The director of the University of Idaho’s medical school program told members of the Idaho Legislature’s budget-setting committee Friday that it continues to struggle with few in-state residency options for graduating students and the lowest number of physicians per 100,000 people, problems that don’t seem they will be resolved anytime soon. (Otto Kitsinger for the Idaho Capital Sun)
The director of the University of Idaho’s medical school program told members of the Idaho Legislature’s budget-setting committee Friday that it continues to struggle with too few in-state residency options for graduating students, contributing to Idaho’s longtime problem of having the lowest number of physicians per 100,000 people.
The Washington, Wyoming, Alaska, Montana and Idaho Regional Medical Education Program, better known as WWAMI, is Idaho’s only medical school that is partially funded by state dollars. The medical school produces the most rural physicians for the state, with incentives available for those who decide to practice in a rural area of Idaho.
The program is part of the University of Washington’s School of Medicine, but every applicant who joins the Idaho branch is an Idaho resident. The school admits about 40 students per year, some of which are reserved for Idaho students at the University of Utah. Tuition costs about $80,000 per year, with state support covering roughly half of that amount.
A March 2022 report from the Association of American Medical Colleges showed Idaho has the fewest active physicians in the entire country, ranking 50th with 196 physicians per 100,000 people. Massachusetts ranks highest with 466 physicians per 100,000, and West Virginia, which has nearly the same population as Idaho as of 2021, has 274 physicians per 100,000 people.
Idaho WWAMI Regional Dean and Director Jeff Seegmiller told legislators as of today, the program has trained 800 physicians in Idaho and 51% have returned from clinical studies to practice in Idaho, which is above the national average of 40%. Seegmiller expects that percentage to increase after the Legislature passed a bill in 2022 requiring repayment of tuition for students who decline to return to practice in Idaho.
Along with funding for the tuition subsidies, the Idaho Legislature can choose to fund more seats for students within the program. The Legislature passed a resolution in the 2022 session stating it would fund 10 more seats for WWAMI students beginning in 2025.

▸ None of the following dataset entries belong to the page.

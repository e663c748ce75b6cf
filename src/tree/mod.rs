//! tree
//!
//! The single doorway to NEWS file content.
//!
//! All file access in Newsworthy flows through the [`Tree`] trait: one call
//! reads the whole document as lines, one call writes the whole document
//! back. The [`news`](crate::news) operations never touch the filesystem
//! directly, which keeps them testable against the in-memory
//! [`MemoryTree`].
//!
//! # Implementations
//!
//! - [`FsTree`] - reads and writes files under a project root directory
//! - [`MemoryTree`] - deterministic in-memory double for tests

pub mod fs_tree;
pub mod memory;
pub mod traits;

pub use fs_tree::FsTree;
pub use memory::MemoryTree;
pub use traits::{Tree, TreeError};
//! Newsworthy - A Rust-native CLI for maintaining NEWS files
//!
//! Newsworthy keeps a project's human-edited changelog ("NEWS file") honest
//! during releases: it parses the leading version entry, classifies it as
//! pending or released, stamps release dates while collecting the release
//! notes, and opens fresh pending entries for the next development cycle.
//!
//! # Architecture
//!
//! The codebase follows a strict layered architecture:
//!
//! - [`cli`] - Command-line interface layer (parses args, delegates to news)
//! - [`news`] - Changelog entry operations (query, release, add-pending)
//! - [`core`] - Version-line grammar, header skipping, and configuration
//! - [`tree`] - Single interface for reading and writing the NEWS file
//! - [`ui`] - User interaction utilities
//!
//! # Correctness Invariants
//!
//! Newsworthy maintains the following invariants:
//!
//! 1. Only the leading version entry is ever inspected or rewritten
//! 2. A rewritten header line reproduces the original separator layout
//! 3. Pending/released status is derived from the document, never stored
//! 4. Writes happen only after every precondition has passed

pub mod cli;
pub mod core;
pub mod news;
pub mod tree;
pub mod ui;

“The challenge is that we have … a physician shortage throughout Idaho, and it’s exacerbated within the rural parts of our state,” Seegmiller said. “To add on top of that, our workforce is aging much faster than other states.”
Seegmiller said the program is doing its best to match students with Idaho residencies after they graduate but said there is a shortage of residency spots in the state that makes it likely that a student will have no choice but to find a residency out of state.
“We lack residencies in surgery, in pediatrics, in (obstetrics and gynecology), emergency medicine. Those are just a few of the residencies that our state should have so our students can decide to stay in Idaho,” Seegmiller said.
Senator questions Seattle-based electives for abortion care, race considerations in medicine
Echoing an article published by the Idaho Freedom Foundation on Thursday, Sen. Scott Herndon, R-Sagle, asked Seegmiller about two elective courses offered for fourth-year medical students in western Washington at the University of Washington School of Medicine. One elective is for gynecology specialties about first trimester abortion care.
“Since that is now a felony in the state of Idaho, do we know the Idaho student participation rate in that program?” Herndon asked.
Idaho has a near-total ban on abortions at any stage of pregnancy, but it does include affirmative defenses for instances of rape and incest with an accompanying police report and situations when an abortion is necessary to save the pregnant person’s life.
Seegmiller said Idaho students in the program are enrolled with the University of Idaho for the first 18 months, and during the remaining portion of the four years, they are enrolled only at the University of Washington for clinical study.
“Students are not required to take elective courses,” Seegmiller said. “Even if they’re required to take the elective courses, they have the ability to opt out of any training. We are 100% compliant with the law in the state of Idaho.”
Herndon also asked about an elective called Critical Race Theory and Medicine, which covers the topic of race and racism and its applicability to medicine and effects on marginalized communities, according to the course description. The course aims to eliminate bias and decrease health disparities as a practicing physician.
Herndon asked if there was a possibility that students were taking the course using Idaho taxpayer dollars since the tuition for the school is subsidized by public funds. Seegmiller said he wasn’t sure and would look into an answer to that question.
“We don’t track what students take outside of state-required curriculum … but we do track the training that does occur in the state of Idaho, and we are making sure that is compliant with state law,” Seegmiller said.
The budget committee will continue to hear from publicly funded agencies across the state until late February, when budget setting is scheduled to begin.